EXERCISE >> Give the following records again in full and without alteration.

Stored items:
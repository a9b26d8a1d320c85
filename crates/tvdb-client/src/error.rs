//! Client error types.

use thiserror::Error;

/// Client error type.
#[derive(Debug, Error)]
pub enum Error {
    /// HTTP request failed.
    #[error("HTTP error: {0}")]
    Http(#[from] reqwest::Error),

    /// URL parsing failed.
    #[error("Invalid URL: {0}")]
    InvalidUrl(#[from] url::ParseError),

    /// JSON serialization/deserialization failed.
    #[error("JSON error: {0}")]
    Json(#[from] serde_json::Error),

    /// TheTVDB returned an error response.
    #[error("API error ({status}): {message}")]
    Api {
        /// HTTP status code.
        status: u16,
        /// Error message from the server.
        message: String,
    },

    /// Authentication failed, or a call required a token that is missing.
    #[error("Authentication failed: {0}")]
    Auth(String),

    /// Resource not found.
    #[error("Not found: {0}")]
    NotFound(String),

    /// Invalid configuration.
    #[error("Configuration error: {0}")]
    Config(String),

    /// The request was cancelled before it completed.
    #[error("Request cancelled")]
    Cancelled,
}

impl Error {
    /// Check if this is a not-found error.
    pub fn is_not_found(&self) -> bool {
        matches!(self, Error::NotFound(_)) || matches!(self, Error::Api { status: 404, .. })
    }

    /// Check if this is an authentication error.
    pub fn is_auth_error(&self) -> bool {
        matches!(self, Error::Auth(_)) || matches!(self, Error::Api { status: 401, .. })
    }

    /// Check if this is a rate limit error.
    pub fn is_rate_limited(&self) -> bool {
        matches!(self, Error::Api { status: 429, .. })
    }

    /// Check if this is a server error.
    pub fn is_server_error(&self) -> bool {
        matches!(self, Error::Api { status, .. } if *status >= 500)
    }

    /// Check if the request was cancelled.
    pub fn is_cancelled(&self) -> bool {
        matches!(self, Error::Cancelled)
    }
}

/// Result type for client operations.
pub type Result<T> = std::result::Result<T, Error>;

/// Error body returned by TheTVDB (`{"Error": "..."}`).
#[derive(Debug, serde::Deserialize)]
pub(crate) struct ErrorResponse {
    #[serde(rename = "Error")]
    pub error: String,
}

TASK ANSWER >>
repository a9b26d8a1d320c85
filename crates/tvdb-client/src/error.rs
//! Client error types.

use thiserror::Error;

/// Client error type.
#[derive(Debug, Error)]
pub enum Error {
    /// HTTP request failed.
    #[error("HTTP error: {0}")]
    Http(#[from] reqwest::Error),

    /// URL parsing failed.
    #[error("Invalid URL: {0}")]
    InvalidUrl(#[from] url::ParseError),

    /// JSON serialization/deserialization failed.
    #[error("JSON error: {0}")]
    Json(#[from] serde_json::Error),

    /// TheTVDB returned an error response.
    #[error("API error ({status}): {message}")]
    Api {
        /// HTTP status code.
        status: u16,
        /// Error message from the server.
        message: String,
    },

    /// Authentication failed, or a call required a token that is missing.
    #[error("Authentication failed: {0}")]
    Auth(String),

    /// Resource not found.
    #[error("Not found: {0}")]
    NotFound(String),

    /// Invalid configuration.
    #[error("Configuration error: {0}")]
    Config(String),

    /// The request was cancelled before it completed.
    #[error("Request cancelled")]
    Cancelled,
}

impl Error {
    /// Check if this is a not-found error.
    pub fn is_not_found(&self) -> bool {
        matches!(self, Error::NotFound(_)) || matches!(self, Error::Api { status: 404, .. })
    }

    /// Check if this is an authentication error.
    pub fn is_auth_error(&self) -> bool {
        matches!(self, Error::Auth(_)) || matches!(self, Error::Api { status: 401, .. })
    }

    /// Check if this is a rate limit error.
    pub fn is_rate_limited(&self) -> bool {
        matches!(self, Error::Api { status: 429, .. })
    }

    /// Check if this is a server error.
    pub fn is_server_error(&self) -> bool {
        matches!(self, Error::Api { status, .. } if *status >= 500)
    }

    /// Check if the request was cancelled.
    pub fn is_cancelled(&self) -> bool {
        matches!(self, Error::Cancelled)
    }
}

/// Result type for client operations.
pub type Result<T> = std::result::Result<T, Error>;

/// Error body returned by TheTVDB (`{"Error": "..."}`).
#[derive(Debug, serde::Deserialize)]
pub(crate) struct ErrorResponse {
    #[serde(rename = "Error")]
    pub error: String,
}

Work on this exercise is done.